-------- EXTRACTED MATERIAL --------
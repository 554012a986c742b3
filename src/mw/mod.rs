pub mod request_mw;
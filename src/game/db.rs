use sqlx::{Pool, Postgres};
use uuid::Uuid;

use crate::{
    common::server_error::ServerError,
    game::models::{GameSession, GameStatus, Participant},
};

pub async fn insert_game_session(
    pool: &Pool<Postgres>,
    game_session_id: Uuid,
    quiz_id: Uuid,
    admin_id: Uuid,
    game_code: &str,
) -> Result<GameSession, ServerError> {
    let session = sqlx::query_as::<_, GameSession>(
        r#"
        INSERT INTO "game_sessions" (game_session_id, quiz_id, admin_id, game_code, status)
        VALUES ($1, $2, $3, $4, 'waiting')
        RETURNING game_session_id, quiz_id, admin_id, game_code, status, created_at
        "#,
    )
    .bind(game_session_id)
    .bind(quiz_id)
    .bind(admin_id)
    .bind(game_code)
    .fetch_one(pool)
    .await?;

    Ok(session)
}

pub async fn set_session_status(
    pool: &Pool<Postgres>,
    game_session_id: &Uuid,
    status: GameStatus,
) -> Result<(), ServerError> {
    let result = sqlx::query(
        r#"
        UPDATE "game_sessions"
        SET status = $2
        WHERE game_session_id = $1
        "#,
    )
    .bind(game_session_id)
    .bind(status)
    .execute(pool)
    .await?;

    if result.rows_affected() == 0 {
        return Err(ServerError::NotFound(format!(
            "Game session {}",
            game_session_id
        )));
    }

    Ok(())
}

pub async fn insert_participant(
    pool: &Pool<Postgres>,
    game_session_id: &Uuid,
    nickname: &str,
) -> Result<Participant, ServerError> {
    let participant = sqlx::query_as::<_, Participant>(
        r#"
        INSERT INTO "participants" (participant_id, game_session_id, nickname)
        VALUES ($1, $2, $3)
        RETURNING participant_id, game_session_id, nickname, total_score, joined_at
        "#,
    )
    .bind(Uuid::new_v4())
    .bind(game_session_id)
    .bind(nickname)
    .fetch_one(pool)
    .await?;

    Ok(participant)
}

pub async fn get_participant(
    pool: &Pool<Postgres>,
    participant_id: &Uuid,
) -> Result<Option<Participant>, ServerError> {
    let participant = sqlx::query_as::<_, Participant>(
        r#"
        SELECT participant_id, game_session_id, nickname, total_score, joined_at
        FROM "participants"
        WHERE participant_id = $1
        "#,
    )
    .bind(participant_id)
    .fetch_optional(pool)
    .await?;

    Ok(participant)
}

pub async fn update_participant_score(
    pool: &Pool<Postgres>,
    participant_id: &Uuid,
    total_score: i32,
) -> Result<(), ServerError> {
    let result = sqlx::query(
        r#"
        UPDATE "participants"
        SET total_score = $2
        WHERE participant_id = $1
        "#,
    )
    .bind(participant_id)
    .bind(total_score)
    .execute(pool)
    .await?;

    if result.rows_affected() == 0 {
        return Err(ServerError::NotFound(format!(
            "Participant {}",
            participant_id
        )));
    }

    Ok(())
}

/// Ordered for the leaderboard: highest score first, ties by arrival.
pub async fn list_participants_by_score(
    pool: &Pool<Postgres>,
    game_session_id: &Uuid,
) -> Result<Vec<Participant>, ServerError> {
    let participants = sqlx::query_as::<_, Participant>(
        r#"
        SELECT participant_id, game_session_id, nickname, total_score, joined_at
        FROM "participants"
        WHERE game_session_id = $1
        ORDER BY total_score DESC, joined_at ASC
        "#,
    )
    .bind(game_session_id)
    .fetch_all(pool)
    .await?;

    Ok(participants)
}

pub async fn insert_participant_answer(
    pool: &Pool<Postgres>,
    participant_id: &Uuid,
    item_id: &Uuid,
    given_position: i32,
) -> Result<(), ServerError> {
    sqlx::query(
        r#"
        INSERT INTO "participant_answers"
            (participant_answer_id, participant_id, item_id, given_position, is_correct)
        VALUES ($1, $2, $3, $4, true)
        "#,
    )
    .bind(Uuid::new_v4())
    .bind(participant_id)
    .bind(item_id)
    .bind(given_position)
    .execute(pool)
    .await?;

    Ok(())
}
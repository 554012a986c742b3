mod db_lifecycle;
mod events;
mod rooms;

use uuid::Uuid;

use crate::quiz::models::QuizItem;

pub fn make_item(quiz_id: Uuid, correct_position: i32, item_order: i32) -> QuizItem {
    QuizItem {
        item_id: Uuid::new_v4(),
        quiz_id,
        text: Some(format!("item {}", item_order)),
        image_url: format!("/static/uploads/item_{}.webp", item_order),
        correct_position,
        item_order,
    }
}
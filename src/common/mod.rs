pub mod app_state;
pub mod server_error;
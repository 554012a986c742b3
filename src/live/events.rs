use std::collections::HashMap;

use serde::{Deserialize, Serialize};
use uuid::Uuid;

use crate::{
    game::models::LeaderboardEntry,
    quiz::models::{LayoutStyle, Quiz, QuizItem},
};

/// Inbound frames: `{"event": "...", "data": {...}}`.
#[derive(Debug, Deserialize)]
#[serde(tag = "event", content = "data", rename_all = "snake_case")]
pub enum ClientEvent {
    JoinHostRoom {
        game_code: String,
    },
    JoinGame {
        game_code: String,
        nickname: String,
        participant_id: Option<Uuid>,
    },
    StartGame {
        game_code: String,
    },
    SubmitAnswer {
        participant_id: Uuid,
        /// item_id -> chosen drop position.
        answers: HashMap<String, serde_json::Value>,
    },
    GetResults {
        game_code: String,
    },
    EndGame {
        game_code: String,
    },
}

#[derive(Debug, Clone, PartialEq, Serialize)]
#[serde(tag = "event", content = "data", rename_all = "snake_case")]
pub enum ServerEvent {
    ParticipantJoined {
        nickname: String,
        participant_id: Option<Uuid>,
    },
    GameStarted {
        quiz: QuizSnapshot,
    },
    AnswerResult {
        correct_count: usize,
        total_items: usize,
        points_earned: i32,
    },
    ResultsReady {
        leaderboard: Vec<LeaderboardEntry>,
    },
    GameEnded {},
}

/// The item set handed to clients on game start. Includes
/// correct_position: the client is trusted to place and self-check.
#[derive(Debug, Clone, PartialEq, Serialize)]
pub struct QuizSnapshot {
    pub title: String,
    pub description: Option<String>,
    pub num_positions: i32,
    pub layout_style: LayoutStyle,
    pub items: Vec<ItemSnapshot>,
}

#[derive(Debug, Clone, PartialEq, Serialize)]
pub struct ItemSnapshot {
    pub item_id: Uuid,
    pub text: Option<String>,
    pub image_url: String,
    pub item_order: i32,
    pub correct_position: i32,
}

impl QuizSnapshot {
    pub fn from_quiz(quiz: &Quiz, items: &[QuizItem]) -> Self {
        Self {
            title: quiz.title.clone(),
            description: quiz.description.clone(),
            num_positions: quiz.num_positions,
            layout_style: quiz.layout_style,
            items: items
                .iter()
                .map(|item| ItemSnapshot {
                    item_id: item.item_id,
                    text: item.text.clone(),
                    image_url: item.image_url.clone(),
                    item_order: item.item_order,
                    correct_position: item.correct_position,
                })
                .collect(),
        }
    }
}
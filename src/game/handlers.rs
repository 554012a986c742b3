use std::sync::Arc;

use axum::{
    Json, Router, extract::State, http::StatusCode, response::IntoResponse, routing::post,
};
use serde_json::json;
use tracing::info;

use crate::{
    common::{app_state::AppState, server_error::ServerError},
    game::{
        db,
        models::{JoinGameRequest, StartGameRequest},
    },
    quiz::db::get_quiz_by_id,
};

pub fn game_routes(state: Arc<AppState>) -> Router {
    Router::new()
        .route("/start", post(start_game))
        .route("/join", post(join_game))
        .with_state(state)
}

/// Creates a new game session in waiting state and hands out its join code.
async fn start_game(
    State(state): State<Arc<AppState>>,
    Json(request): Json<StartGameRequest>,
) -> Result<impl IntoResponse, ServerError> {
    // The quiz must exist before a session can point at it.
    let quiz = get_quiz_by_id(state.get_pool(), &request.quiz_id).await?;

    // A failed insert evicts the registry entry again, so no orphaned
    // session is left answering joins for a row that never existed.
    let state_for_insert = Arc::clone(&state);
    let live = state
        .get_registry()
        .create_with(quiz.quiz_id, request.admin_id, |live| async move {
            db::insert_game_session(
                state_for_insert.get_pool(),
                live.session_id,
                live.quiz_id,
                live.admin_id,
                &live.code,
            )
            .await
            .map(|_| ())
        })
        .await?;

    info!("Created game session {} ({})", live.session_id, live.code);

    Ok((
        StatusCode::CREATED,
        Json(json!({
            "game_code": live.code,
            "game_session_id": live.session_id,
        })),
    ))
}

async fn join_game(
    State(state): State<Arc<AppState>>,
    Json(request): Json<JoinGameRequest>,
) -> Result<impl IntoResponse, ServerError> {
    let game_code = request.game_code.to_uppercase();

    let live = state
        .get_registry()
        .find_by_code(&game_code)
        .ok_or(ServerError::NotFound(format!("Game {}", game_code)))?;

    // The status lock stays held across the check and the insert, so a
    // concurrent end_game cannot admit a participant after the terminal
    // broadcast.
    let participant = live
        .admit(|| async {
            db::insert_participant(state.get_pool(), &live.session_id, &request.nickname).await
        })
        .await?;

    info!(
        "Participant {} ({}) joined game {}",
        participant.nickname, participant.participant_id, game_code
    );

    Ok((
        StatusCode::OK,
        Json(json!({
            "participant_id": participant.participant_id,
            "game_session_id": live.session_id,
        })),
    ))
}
--------
#### EXERCISE
Look above for the line containing "pub fn from_quiz(quiz: &Quiz, items: &[QuizItem])". Output from there through the line containing "use serde_json::json;", exactly and inclusively.

#### PROBLEM SOLUTION
    pub fn from_quiz(quiz: &Quiz, items: &[QuizItem]) -> Self {
        Self {
            title: quiz.title.clone(),
            description: quiz.description.clone(),
            num_positions: quiz.num_positions,
            layout_style: quiz.layout_style,
            items: items
                .iter()
                .map(|item| ItemSnapshot {
                    item_id: item.item_id,
                    text: item.text.clone(),
                    image_url: item.image_url.clone(),
                    item_order: item.item_order,
                    correct_position: item.correct_position,
                })
                .collect(),
        }
    }
}
filename src/game/handlers.rs
repository 554012a986c742b3
use std::sync::Arc;

use axum::{
    Json, Router, extract::State, http::StatusCode, response::IntoResponse, routing::post,
};
use serde_json::json;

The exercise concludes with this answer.